# New 890GX/FX motherboard



## Cilus (Dec 2, 2010)

Guys, I wanna buy a full ATX motherboard based on either 890GX/FX based chipset (1st Preference) or a very good 880G based one. There are two reason behind it:

1. My existing Gigabyte 785G UD2H is a Micro ATX one and after installing my new HD 6870, my 3 SATA ports among the 5 have been covered by that 11" monster. So unable to connect my 2 HDDs and DVD writer simultaneously. 

2. Want to use a 9800GT card as dedicated PhysX card with the Nvidia Driver hack. Already got the 9800GT card from a friend.

Budget is within 10K, but cheaper is better. Try to concentrate on 890 based chipset. Going to buy @ December's end. Just found one item from SMC website, *MSI 890GXM-G65*. If anyone have information regarding it, please let me know.


----------



## Jaskanwar Singh (Dec 2, 2010)

U cant get 880g as u will use 2 cards.

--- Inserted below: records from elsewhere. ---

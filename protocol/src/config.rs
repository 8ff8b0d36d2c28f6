//! # Configuration & Constants
//!
//! Every magic number in Quorum Vault lives here, along with the one file
//! an operator has to write by hand: the [`VaultConfig`] naming the owners
//! and the confirmation threshold.
//!
//! The config file is plain JSON:
//!
//! ```json
//! {
//!   "owners": ["<64 hex chars>", "<64 hex chars>", "<64 hex chars>"],
//!   "threshold": 2
//! }
//! ```
//!
//! Structural checks (non-empty, distinct owners, sane threshold) are the
//! vault's job, not the loader's. The loader only guarantees the file
//! parses.

use std::path::Path;
use std::time::Duration;

use serde::{Deserialize, Serialize};
use thiserror::Error;

use crate::identity::Address;

// ---------------------------------------------------------------------------
// Protocol Version
// ---------------------------------------------------------------------------

/// Version of the request-signing and snapshot formats.
pub const PROTOCOL_VERSION: &str = "0.1.0";

/// Bumped whenever the persisted `VaultSnapshot` layout changes.
pub const SNAPSHOT_FORMAT_VERSION: u16 = 1;

// ---------------------------------------------------------------------------
// Request Authentication
// ---------------------------------------------------------------------------

/// How far a signed request's timestamp may drift from the host clock.
/// Five minutes tolerates sloppy client clocks without leaving captured
/// requests replayable for long.
pub const REQUEST_EXPIRY_WINDOW: Duration = Duration::from_secs(300);

/// Header carrying the caller's hex-encoded address.
pub const CALLER_HEADER: &str = "x-quorum-caller";

/// Header carrying the unix timestamp (seconds) the caller signed.
pub const TIMESTAMP_HEADER: &str = "x-quorum-timestamp";

/// Header carrying the hex-encoded Ed25519 request signature.
pub const SIGNATURE_HEADER: &str = "x-quorum-signature";

// ---------------------------------------------------------------------------
// Host Limits
// ---------------------------------------------------------------------------

/// Maximum accepted request body. Payloads are opaque calldata, not file
/// uploads.
pub const MAX_REQUEST_BODY_BYTES: usize = 64 * 1024;

/// Default port for the REST API.
pub const DEFAULT_RPC_PORT: u16 = 9841;

/// Default port for the Prometheus metrics endpoint.
pub const DEFAULT_METRICS_PORT: u16 = 9842;

/// Broadcast channel capacity for live audit events. Slow WebSocket
/// subscribers beyond this many events behind start missing events.
pub const EVENT_CHANNEL_CAPACITY: usize = 256;

// ---------------------------------------------------------------------------
// Vault Configuration File
// ---------------------------------------------------------------------------

/// Errors raised while reading or writing a [`VaultConfig`].
#[derive(Debug, Error)]
pub enum ConfigError {
    #[error("failed to read config file {path}: {source}")]
    Read {
        path: String,
        #[source]
        source: std::io::Error,
    },

    #[error("failed to write config file {path}: {source}")]
    Write {
        path: String,
        #[source]
        source: std::io::Error,
    },

    #[error("malformed config file {path}: {source}")]
    Parse {
        path: String,
        #[source]
        source: serde_json::Error,
    },
}

/// Creation parameters for a vault: the ordered owner list and the
/// confirmation threshold.
#[derive(Debug, Clone, PartialEq, Eq, Serialize, Deserialize)]
pub struct VaultConfig {
    /// Owner addresses, in the order they will be reported back.
    pub owners: Vec<Address>,
    /// Distinct owner confirmations required to execute a transaction.
    pub threshold: usize,
}

impl VaultConfig {
    /// Creates a config in memory.
    pub fn new(owners: Vec<Address>, threshold: usize) -> Self {
        Self { owners, threshold }
    }

    /// Reads and parses a JSON config file.
    pub fn load(path: impl AsRef<Path>) -> Result<Self, ConfigError> {
        let path = path.as_ref();
        let raw = std::fs::read_to_string(path).map_err(|source| ConfigError::Read {
            path: path.display().to_string(),
            source,
        })?;
        serde_json::from_str(&raw).map_err(|source| ConfigError::Parse {
            path: path.display().to_string(),
            source,
        })
    }

    /// Writes the config as pretty-printed JSON, replacing any existing file.
    pub fn save(&self, path: impl AsRef<Path>) -> Result<(), ConfigError> {
        let path = path.as_ref();
        let json = serde_json::to_string_pretty(self).map_err(|source| ConfigError::Parse {
            path: path.display().to_string(),
            source,
        })?;
        std::fs::write(path, json).map_err(|source| ConfigError::Write {
            path: path.display().to_string(),
            source,
        })
    }
}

The msi 890gxm g65 is micro atx. The Gigabyte 890GPA UD3H @ 8k is a very good one. Nice ocer too. Its better performer than asus that costs 9.5k.


----------



## ssb1551 (Dec 2, 2010)

What about MSI 890FX-GD70 & GIGABYTE GA-890GPA-UD3H?


----------



## Jaskanwar Singh (Dec 2, 2010)

Gigabyte 890FXA UD5 better than Msi 890FXA GD70.


----------



## Cilus (Dec 2, 2010)

Guys please provide me some links to these motherboards' review and any online stores where they are available.


----------



## Jaskanwar Singh (Dec 2, 2010)

Check out legit reviews in googling. Ask smc if these are available.


----------



## Reaper_vivek (Dec 3, 2010)

SMC has a full range of AM3 motherboards...i saw the one mentioned by JAS and also there was 890FXA-UD7...


----------



## ico (Dec 3, 2010)

Gigabyte GA-890GPA-UD3H - *www.thinkdigit.com/forum/reviews/126818-gigabyte-890gpa-ud3h-review.html <--- Review


----------



## Cilus (Dec 4, 2010)

Thanks to all. Will check the Gigabyte GA-890GPA-UD3H and Gigabyte 890FXA UD pricing and availability in Kolkata.



Jaskanwar Singh said:


> U cant get 880g as u will use 2 cards. The msi 890gxm g65 is micro atx. The Gigabyte 890GPA UD3H @ 8k is a very good one. Nice ocer too. Its better performer than asus that costs 9.5k.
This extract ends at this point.